■ What needs to be done
Copy out every line of the data that has the word "indexed" somewhere in it.

■ Records

//! The engine instance and its append/window paths.

mod append;
pub mod engine;
pub mod format;
pub(crate) mod window;

pub use engine::LogEngine;
pub use window::LogWindow;
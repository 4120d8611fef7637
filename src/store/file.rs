//! File-backed stores: one file per session inside a directory, locked with `fs2`.

use std::fs::{self, File, OpenOptions};
use std::io::{self, Read, Seek, SeekFrom, Write};
use std::path::{Path, PathBuf};
use std::sync::{Arc, Mutex, MutexGuard, PoisonError};

use fs2::FileExt;

use super::{busy_error, is_busy, ByteStore, SessionStorage};

/// A session file held under an exclusive advisory lock.
#[derive(Debug)]
pub struct FileStore {
    path: PathBuf,
    file: Mutex<File>,
}

impl FileStore {
    /// Opens `path` and takes its exclusive lock without blocking.
    pub fn open_locked(path: &Path, create: bool) -> io::Result<Self> {
        let file = OpenOptions::new()
            .read(true)
            .write(true)
            .create(create)
            .open(path)?;

        file.try_lock_exclusive().map_err(|err| {
            if is_busy(&err) {
                busy_error(&path.display().to_string())
            } else {
                err
            }
        })?;

        Ok(Self {
            path: path.to_path_buf(),
            file: Mutex::new(file),
        })
    }

    pub fn path(&self) -> &Path {
        &self.path
    }

    fn file(&self) -> MutexGuard<'_, File> {
        self.file.lock().unwrap_or_else(PoisonError::into_inner)
    }
}

impl ByteStore for FileStore {
    fn size(&self) -> io::Result<u64> {
        Ok(self.file().metadata()?.len())
    }

    fn read_at(&self, buf: &mut [u8], offset: u64) -> io::Result<usize> {
        let mut file = self.file();
        file.seek(SeekFrom::Start(offset))?;
        let mut filled = 0;
        while filled < buf.len() {
            match file.read(&mut buf[filled..]) {
                Ok(0) => break,
                Ok(n) => filled += n,
                Err(e) if e.kind() == io::ErrorKind::Interrupted => continue,
                Err(e) => return Err(e),
            }
        }
        Ok(filled)
    }

    fn write_at(&self, buf: &[u8], offset: u64) -> io::Result<()> {
        let mut file = self.file();
        file.seek(SeekFrom::Start(offset))?;
        file.write_all(buf)
    }

    fn flush(&self) -> io::Result<()> {
        self.file().flush()
    }
}

impl Drop for FileStore {
    fn drop(&mut self) {
        let _ = FileExt::unlock(&*self.file());
    }
}

/// A directory of session files.
#[derive(Debug, Clone)]
pub struct DirStorage {
    dir: PathBuf,
}

impl DirStorage {
    /// Uses `dir` for session files, creating it if needed.
    pub fn open(dir: impl Into<PathBuf>) -> io::Result<Self> {
        let dir = dir.into();
        fs::create_dir_all(&dir)?;
        Ok(Self { dir })
    }

    pub fn dir(&self) -> &Path {
        &self.dir
    }

    fn path(&self, name: &str) -> PathBuf {
        self.dir.join(name)
    }
}

impl SessionStorage for DirStorage {
    fn list(&self) -> io::Result<Vec<String>> {
        let mut names = Vec::new();
        for entry in fs::read_dir(&self.dir)? {
            let entry = entry?;
            if !entry.file_type()?.is_file() {
                continue;
            }
            if let Some(name) = entry.file_name().to_str() {
                names.push(name.to_string());
            }
        }
        Ok(names)
    }

    fn try_lock(&self, name: &str, create: bool) -> io::Result<Arc<dyn ByteStore>> {
        let store = FileStore::open_locked(&self.path(name), create)?;
        Ok(Arc::new(store))
    }

    fn remove(&self, name: &str) -> io::Result<()> {
        fs::remove_file(self.path(name))
    }
}
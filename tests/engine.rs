use std::io;
use std::sync::atomic::{AtomicU32, Ordering};
use std::sync::Arc;
use std::time::Duration;

use futures::StreamExt;
use serial_log_store::store::busy_error;
use serial_log_store::{
    ByteStore, DirStorage, EngineConfig, EngineHandle, LogEngine, LogStoreError, Notification,
    SessionManager, SessionStorage,
};
use tempfile::TempDir;

fn fast_config() -> EngineConfig {
    EngineConfig::default().with_lock_retry(20, Duration::from_millis(1))
}

fn open(dir: &TempDir) -> LogEngine {
    let storage = Arc::new(DirStorage::open(dir.path()).unwrap());
    LogEngine::open(storage, fast_config()).unwrap()
}

fn export_bytes(engine: &LogEngine, include_timestamp: bool) -> Vec<u8> {
    engine
        .export(include_timestamp)
        .unwrap()
        .flat_map(|chunk| chunk.unwrap().to_vec())
        .collect()
}

#[test]
fn windows_return_what_was_appended() {
    let dir = TempDir::new().unwrap();
    let mut engine = open(&dir);
    let lines: Vec<String> = (0..500).map(|i| format!("line {i} ✓")).collect();
    for line in &lines {
        engine.append_line(line).unwrap();
    }

    for (start, count) in [(0, 1), (0, 500), (123, 77), (499, 10), (600, 5)] {
        let window = engine.read_window(start, count).unwrap();
        let begin = start.min(lines.len());
        let end = (start + count).min(lines.len());
        assert_eq!(window.start_line, begin);
        assert_eq!(window.lines, &lines[begin..end]);
    }
}

#[test]
fn export_round_trips_and_strips_timestamps() {
    let dir = TempDir::new().unwrap();
    let config = fast_config().with_stamp_lines(true).with_export_chunk_size(7);
    let storage = Arc::new(DirStorage::open(dir.path()).unwrap());
    let mut engine = LogEngine::open(storage, config).unwrap();

    engine.append_line("first").unwrap();
    engine.append_chunk(b"second\r\nthi", false).unwrap();
    engine.append_chunk(b"rd\n", false).unwrap();

    let raw = export_bytes(&engine, true);
    let stamped = String::from_utf8(raw).unwrap();
    let stamped_lines: Vec<&str> = stamped.lines().collect();
    assert_eq!(stamped_lines.len(), 3);
    assert!(stamped_lines.iter().all(|l| l.starts_with('[') && l.len() > 15));

    assert_eq!(export_bytes(&engine, false), b"first\nsecond\nthird\n");
}

#[test]
fn restart_resumes_latest_session() {
    let dir = TempDir::new().unwrap();
    {
        let mut engine = open(&dir);
        engine.append_line("before").unwrap();
        engine.append_line("restart").unwrap();
    }

    let mut engine = open(&dir);
    assert_eq!(engine.line_count(), 2);
    engine.append_line("after").unwrap();
    assert_eq!(
        engine.read_window(0, 3).unwrap().lines,
        ["before", "restart", "after"]
    );
    assert_eq!(std::fs::read_dir(dir.path()).unwrap().count(), 1);
}

#[test]
fn torn_tail_is_terminated_on_resume() {
    let dir = TempDir::new().unwrap();
    std::fs::write(dir.path().join("logs_5.txt"), b"whole\npart").unwrap();

    let mut engine = open(&dir);
    assert_eq!(engine.line_count(), 2);
    engine.append_line("next").unwrap();
    assert_eq!(
        engine.read_window(0, 3).unwrap().lines,
        ["whole", "part", "next"]
    );
}

/// Reports the resource as busy for the first `busy_for` lock attempts.
struct ContendedStorage {
    inner: DirStorage,
    busy_for: u32,
    attempts: AtomicU32,
}

impl SessionStorage for ContendedStorage {
    fn list(&self) -> io::Result<Vec<String>> {
        self.inner.list()
    }

    fn try_lock(&self, name: &str, create: bool) -> io::Result<Arc<dyn ByteStore>> {
        if !create && self.attempts.fetch_add(1, Ordering::SeqCst) < self.busy_for {
            return Err(busy_error(name));
        }
        self.inner.try_lock(name, create)
    }

    fn remove(&self, name: &str) -> io::Result<()> {
        self.inner.remove(name)
    }
}

fn contended(dir: &TempDir, busy_for: u32) -> Arc<ContendedStorage> {
    Arc::new(ContendedStorage {
        inner: DirStorage::open(dir.path()).unwrap(),
        busy_for,
        attempts: AtomicU32::new(0),
    })
}

#[test]
fn lock_succeeds_on_last_attempt() {
    let dir = TempDir::new().unwrap();
    std::fs::write(dir.path().join("logs_10.txt"), b"kept\n").unwrap();

    let storage = contended(&dir, 19);
    let engine = LogEngine::open(storage.clone(), fast_config()).unwrap();
    assert_eq!(storage.attempts.load(Ordering::SeqCst), 20);
    assert_eq!(engine.session().unwrap().name(), "logs_10.txt");
    assert_eq!(engine.read_window(0, 1).unwrap().lines, ["kept"]);
}

#[test]
fn lock_gives_up_after_twenty_attempts() {
    let dir = TempDir::new().unwrap();
    std::fs::write(dir.path().join("logs_10.txt"), b"held\n").unwrap();

    let manager = SessionManager::new(contended(&dir, 20), &fast_config());
    assert!(matches!(
        manager.acquire_lock("logs_10.txt", false),
        Err(LogStoreError::LockAcquisitionFailed { attempts: 20, .. })
    ));
}

#[test]
fn contended_startup_falls_back_to_fresh_session() {
    let dir = TempDir::new().unwrap();
    std::fs::write(dir.path().join("logs_10.txt"), b"held\n").unwrap();

    let engine = LogEngine::open(contended(&dir, 20), fast_config()).unwrap();
    assert_eq!(engine.line_count(), 0);
    assert_ne!(engine.session().unwrap().name(), "logs_10.txt");
    assert_eq!(std::fs::read(dir.path().join("logs_10.txt")).unwrap(), b"held\n");
}

#[test]
fn second_engine_leaves_the_live_session_alone() {
    let dir = TempDir::new().unwrap();
    let mut first = open(&dir);
    first.append_line("one").unwrap();
    let live = first.session().unwrap().name().to_string();

    let storage = Arc::new(DirStorage::open(dir.path()).unwrap());
    let config = EngineConfig::default().with_lock_retry(2, Duration::from_millis(1));
    let second = LogEngine::open(storage, config).unwrap();
    assert_ne!(second.session().unwrap().name(), live);
    assert_eq!(second.line_count(), 0);

    first.append_line("two").unwrap();
    assert_eq!(first.read_window(0, 2).unwrap().lines, ["one", "two"]);
    assert_eq!(std::fs::read(dir.path().join(&live)).unwrap(), b"one\ntwo\n");
}

#[tokio::test]
async fn rapid_appends_are_coalesced() {
    let dir = TempDir::new().unwrap();
    let storage = Arc::new(DirStorage::open(dir.path()).unwrap());
    let (handle, mut notes) = EngineHandle::open(storage, fast_config()).await.unwrap();

    for i in 0..100 {
        handle.append_log(format!("msg {i}")).await.unwrap();
    }
    assert_eq!(handle.line_count().await.unwrap(), 100);
    drop(handle);

    let mut counts = Vec::new();
    while let Some(Notification::LineCount(n)) = notes.recv().await {
        counts.push(n);
    }
    assert_eq!(counts.first(), Some(&0));
    assert_eq!(counts.last(), Some(&100));
    assert!(counts.len() < 100);
}

#[tokio::test]
async fn export_stream_outlives_later_appends() {
    let dir = TempDir::new().unwrap();
    let storage = Arc::new(DirStorage::open(dir.path()).unwrap());
    let (handle, _notes) = EngineHandle::open(storage, fast_config()).await.unwrap();

    handle.append_log("a").await.unwrap();
    let export = handle.export_logs(true).await.unwrap();
    handle.append_log("b").await.unwrap();

    let chunks: Vec<_> = export.into_async().map(|c| c.unwrap()).collect().await;
    assert_eq!(chunks.concat(), b"a\n");
}

#[tokio::test]
async fn worker_stops_after_last_handle_drops() {
    let dir = TempDir::new().unwrap();
    let storage = Arc::new(DirStorage::open(dir.path()).unwrap());
    let (handle, mut notes) = EngineHandle::open(storage.clone(), fast_config())
        .await
        .unwrap();
    let other = handle.clone();
    drop(handle);
    other.append_log("still open").await.unwrap();
    drop(other);
    while notes.recv().await.is_some() {}

    let names = storage.list().unwrap();
    assert_eq!(names.len(), 1);
    let reopened = LogEngine::open(storage, fast_config()).unwrap();
    assert_eq!(reopened.read_window(0, 1).unwrap().lines, ["still open"]);
}
//! Line index and line-ending scanning.

pub mod line_index;
pub mod scanner;

pub use line_index::LineIndex;
pub use scanner::LineEnding;
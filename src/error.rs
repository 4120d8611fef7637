//! Error types for the log store.

use std::io;

/// Errors surfaced by the engine and its command channel.
#[derive(Debug, thiserror::Error)]
pub enum LogStoreError {
    /// Writing appended bytes to the store failed. The index was not advanced.
    #[error("storage write failed at offset {offset}: {source}")]
    StorageWriteFailed {
        offset: u64,
        #[source]
        source: io::Error,
    },

    /// Reading from the store failed.
    #[error("storage read failed at offset {offset}: {source}")]
    StorageReadFailed {
        offset: u64,
        #[source]
        source: io::Error,
    },

    /// The store returned fewer bytes than the index says it holds.
    #[error("truncated read at offset {offset}: expected {expected} bytes, got {actual}")]
    TruncatedRead {
        offset: u64,
        expected: u64,
        actual: u64,
    },

    /// The session resource stayed locked through every retry.
    #[error("could not lock session {name} after {attempts} attempts")]
    LockAcquisitionFailed { name: String, attempts: u32 },

    /// Reserved: window requests are clamped rather than rejected.
    #[error("invalid line range: start {start}, count {count}")]
    InvalidRange { start: usize, count: usize },

    /// The store holds fewer bytes than the index has recorded.
    #[error("index out of sync with store: indexed {indexed} bytes, store has {actual}")]
    IndexOutOfSync { indexed: u64, actual: u64 },

    /// Unrecognised line-ending name or sequence.
    #[error("invalid line ending: {0:?}")]
    InvalidLineEnding(String),

    /// No session is active, e.g. after a failed rollover.
    #[error("no active session")]
    NoSession,

    /// Any other storage failure (listing, creating, sizing, flushing).
    #[error("storage error: {0}")]
    Storage(#[from] io::Error),

    /// The engine worker has shut down.
    #[error("engine worker is no longer running")]
    EngineClosed,
}

/// Result type for log store operations.
pub type Result<T> = std::result::Result<T, LogStoreError>;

■ Task response
    #[error("index out of sync with store: indexed {indexed} bytes, store has {actual}")]
    IndexOutOfSync { indexed: u64, actual: u64 },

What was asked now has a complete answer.